After starting JChemManager the "Connecting to a Database" dialog box appears. The dialog box can also be displayed by selecting the Connect icon on the tool bar of JChemManager.
After filling the form and selecting Ok, the system attempts to connect to a database using the settings entered. JChem uses the JDBC protocol to connect to relational databases. Before trying to connect, make sure that the appropriate JDBC driver is included in the CLASSPATH environmental variable. To establish a JDBC connection the following parameters have to be set:
A Java class name, the entry point of the JDBC
driver has to be specified here. If a JDBC driver is available for the
database, consult the documentation of the driver for the proper name. If
you would like to use an ODBC driver, enter sun.jdbc.odbc.JdbcOdbcDriver.
See FAQ
for more details on JDBC and ODBC drivers.
You can find the most common driver names here.
A JDBC URL provides a way of identifying a database so that the appropriate driver will recognize it and establishes a connection with it. Please check the documentation of the driver to determine what the JDBC URL that identifies the particular driver will be.
In the case of an ODBC driver, the full syntax is
jdbc:odbc:<data-source-name>[<attributes>]
where each attribute has the following form
;<attribute-name>=<attribute-value>
For other common URL formats please click here.
Enter the name of the property table. The default value
is JChemProperties. Since version 1.6 this can be
changed by the user to support flexible
multiuser capabilities.
Enter a user ID needed to enter the database. If a login name is not needed, then leave the field empty
Enter the password for the login name. If you want the
system to save the password in the .jchem file
for later use, check Remember password.
The above settings are stored in the .jchem file located under "chemaxon" or ".chemaxon" in your home directory. At the first connection, a new table called
JChemProperties (or the name you specify) is generated in the database, which contains parameters of structure tables.
Structure tables contain chemical structures and associated data, including both data used by the JChem system internally and custom, user defined data (static/imported or calculated). For more information about JChem table structure, see JChem database concepts.
To create a structure table select the Create icon. The Create a Table dialog box appears.
Parameters to be specified:
The name of the table to be created in the database that was specified at the Connecting to a Database dialog box.
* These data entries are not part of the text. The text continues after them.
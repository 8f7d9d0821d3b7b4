//! [`LlmDriver`] – OpenAI-compatible inference client.
//!
//! Talks to a model server exposing `/v1/chat/completions` (LM Studio,
//! Ollama, vLLM, ...).  The persona preamble is sent as the system message and
//! the assembled prompt as the user message.
//!
//! The engine never talks to [`LlmDriver`] directly; it goes through the
//! [`InferenceService`] trait so tests can substitute a scripted double.
//!
//! # Example
//!
//! ```rust,no_run
//! use banter_runtime::llm_driver::{InferenceRequest, InferenceService, LlmDriver};
//!
//! # async fn demo() {
//! let driver = LlmDriver::new("http://localhost:1234", "local-model");
//! let request = InferenceRequest::new("Ты бот.", "Скажи привет", 256);
//! // Requires a running model server – skipped in unit tests.
//! // let reply = driver.generate(&request).await;
//! # }
//! ```

use std::time::Duration;

use async_trait::async_trait;
use serde::{Deserialize, Serialize};
use thiserror::Error;
use tracing::{debug, warn};

/// Fragments the model sometimes echoes from its instructions.
pub const LEAKAGE_MARKERS: &[&str] = &["###", "Assistant:", "System:", "I am a", "Димон:"];

/// Replies shorter than this (in characters) are replaced.
pub const MIN_REPLY_CHARS: usize = 3;

/// Replies longer than this (in characters) are cut and suffixed with `...`.
pub const MAX_REPLY_CHARS: usize = 300;

/// Substitute for replies that are too short after cleanup.
pub const SHORT_REPLY: &str = "Чё?";

/// Timeout applied to the health probe.
pub const HEALTH_TIMEOUT: Duration = Duration::from_secs(5);

// ─────────────────────────────────────────────────────────────────────────────
// Error type
// ─────────────────────────────────────────────────────────────────────────────

/// Errors that can arise from inference calls.
#[derive(Error, Debug)]
pub enum LlmError {
    /// The HTTP request to the model server failed.
    #[error("HTTP error: {0}")]
    Http(#[from] reqwest::Error),
    /// The model server answered with a non-success status.
    #[error("Model server returned {status}: {body}")]
    Status { status: u16, body: String },
    /// The response from the model server could not be parsed or was empty.
    #[error("Unexpected response format: {0}")]
    BadResponse(String),
    /// The call exceeded its deadline.
    #[error("Inference timed out after {0:?}")]
    Timeout(Duration),
}

impl LlmError {
    /// Canned reply used in place of a generated one.
    pub fn fallback_reply(&self) -> &'static str {
        match self {
            LlmError::Status { .. } => "Сервер барахлит, попробуй ещё раз.",
            LlmError::BadResponse(_) => "Модель затупила.",
            LlmError::Timeout(_) => "Модель тупит, долго думает.",
            LlmError::Http(e) if e.is_timeout() => "Модель тупит, долго думает.",
            LlmError::Http(_) => "Что-то пошло не так.",
        }
    }
}

// ─────────────────────────────────────────────────────────────────────────────
// Service abstraction
// ─────────────────────────────────────────────────────────────────────────────

/// One generation request.
#[derive(Debug, Clone, PartialEq)]
pub struct InferenceRequest {
    pub system: String,
    pub prompt: String,
    pub max_tokens: u32,
    pub temperature: f32,
    pub top_p: f32,
    pub frequency_penalty: f32,
    pub presence_penalty: f32,
}

impl InferenceRequest {
    /// A request with the default conversational sampling parameters.
    pub fn new(system: impl Into<String>, prompt: impl Into<String>, max_tokens: u32) -> Self {
        Self {
            system: system.into(),
            prompt: prompt.into(),
            max_tokens,
            temperature: 0.85,
            top_p: 0.9,
            frequency_penalty: 0.3,
            presence_penalty: 0.6,
        }
    }
}

/// Anything that turns a prompt into generated text.
#[async_trait]
pub trait InferenceService: Send + Sync {
    /// Generate a reply.  Implementations return the raw model text; cleanup
    /// is applied by the caller through [`sanitize_reply`].
    async fn generate(&self, request: &InferenceRequest) -> Result<String, LlmError>;
}

// ─────────────────────────────────────────────────────────────────────────────
// Wire shapes (OpenAI-compatible)
// ─────────────────────────────────────────────────────────────────────────────

#[derive(Debug, Clone, PartialEq, Eq, Serialize, Deserialize)]
#[serde(rename_all = "lowercase")]
enum Role {
    System,
    User,
    Assistant,
}

#[derive(Debug, Clone, Serialize, Deserialize)]
struct ChatMessage {
    role: Role,
    content: String,
}

#[derive(Serialize)]
struct ChatRequest<'a> {
    model: &'a str,
    messages: Vec<ChatMessage>,
    stream: bool,
    max_tokens: u32,
    temperature: f32,
    top_p: f32,
    frequency_penalty: f32,
    presence_penalty: f32,
}

#[derive(Deserialize)]
struct ChatResponse {
    #[serde(default)]
    choices: Vec<Choice>,
}

#[derive(Deserialize)]
struct Choice {
    message: ChatMessage,
}

// ─────────────────────────────────────────────────────────────────────────────
// LlmDriver
// ─────────────────────────────────────────────────────────────────────────────

/// An async client for an OpenAI-compatible chat-completions endpoint.
///
/// Construct once and share behind an `Arc`.
pub struct LlmDriver {
    base_url: String,
    model: String,
    api_key: Option<String>,
    client: reqwest::Client,
}

impl LlmDriver {
    /// Create a driver pointing at `base_url` (e.g. `"http://localhost:1234"`)
    /// using `model`.
    pub fn new(base_url: impl Into<String>, model: impl Into<String>) -> Self {
        Self {
            base_url: base_url.into().trim_end_matches('/').to_string(),
            model: model.into(),
            api_key: None,
            client: reqwest::Client::new(),
        }
    }

    /// Send `Authorization: Bearer <key>` with every request.
    pub fn with_api_key(mut self, key: Option<String>) -> Self {
        self.api_key = key.filter(|k| !k.is_empty());
        self
    }

    fn build_body<'a>(&'a self, request: &InferenceRequest) -> ChatRequest<'a> {
        ChatRequest {
            model: &self.model,
            messages: vec![
                ChatMessage {
                    role: Role::System,
                    content: request.system.clone(),
                },
                ChatMessage {
                    role: Role::User,
                    content: request.prompt.clone(),
                },
            ],
            stream: false,
            max_tokens: request.max_tokens,
            temperature: request.temperature,
            top_p: request.top_p,
            frequency_penalty: request.frequency_penalty,
            presence_penalty: request.presence_penalty,
        }
    }

    fn authorize(&self, builder: reqwest::RequestBuilder) -> reqwest::RequestBuilder {
        match &self.api_key {
            Some(key) => builder.bearer_auth(key),
            None => builder,
        }
    }

    /// Probe the model server: `/health` first, then `/v1/models`.
    ///
    /// Never fails; an unreachable server reports `false`.
    pub async fn health_check(&self) -> bool {
        for path in ["/health", "/v1/models"] {
            let url = format!("{}{}", self.base_url, path);
            let probe = self.authorize(self.client.get(&url)).timeout(HEALTH_TIMEOUT).send().await;
            match probe {
                Ok(resp) if resp.status().is_success() => return true,
                Ok(resp) => debug!(url = %url, status = resp.status().as_u16(), "health probe rejected"),
                Err(e) => debug!(url = %url, error = %e, "health probe failed"),
            }
        }
        false
    }
}

#[async_trait]
impl InferenceService for LlmDriver {
    async fn generate(&self, request: &InferenceRequest) -> Result<String, LlmError> {
        let url = format!("{}/v1/chat/completions", self.base_url);
        let body = self.build_body(request);

        let response = self.authorize(self.client.post(&url)).json(&body).send().await?;
        let status = response.status();
        if !status.is_success() {
            let body = response.text().await.unwrap_or_default();
            warn!(status = status.as_u16(), "model server error");
            return Err(LlmError::Status {
                status: status.as_u16(),
                body,
            });
        }

        let parsed: ChatResponse = response.json().await?;
        parsed
            .choices
            .into_iter()
            .next()
            .map(|c| c.message.content)
            .ok_or_else(|| LlmError::BadResponse("empty choices array".into()))
    }
}

// ─────────────────────────────────────────────────────────────────────────────
// Post-processing
// ─────────────────────────────────────────────────────────────────────────────

/// Strip leakage markers, collapse whitespace, and enforce length bounds.
pub fn sanitize_reply(raw: &str) -> String {
    let mut reply = raw.trim().to_string();
    for marker in LEAKAGE_MARKERS {
        reply = reply.replace(marker, "");
    }
    let reply = reply.split_whitespace().collect::<Vec<_>>().join(" ");

    let len = reply.chars().count();
    if len < MIN_REPLY_CHARS {
        return SHORT_REPLY.to_string();
    }
    if len > MAX_REPLY_CHARS {
        let cut: String = reply.chars().take(MAX_REPLY_CHARS).collect();
        return format!("{cut}...");
    }
    reply
}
Specify the number of INTEGER columns that will contain
the chemical hashed fingerprints of
the molecules. Higher number provides better screening performance for
substructure searching, but too many columns may significantly increase
the size of the
structure
cache.
The number of bits to be set for each substructure pattern in the chemical hashed fingerprints. 1 or 2 bits for a pattern are the best choice.
The maximum length of linear substructure patterns used for chemical hashed fingerprints.
You may specify a custom standardization XML for the structure table. You have to regenerate the table if you want to change the standardization.
If checked, all query and target structures are treated as absolute stereo. This setting can be changed later without regenerating the table.
You can specify here a fix set of structures in a file that will be used as structural keys. The fingerprint will be extended with the appropriate number of integer columns to provide 1 bit for each structure.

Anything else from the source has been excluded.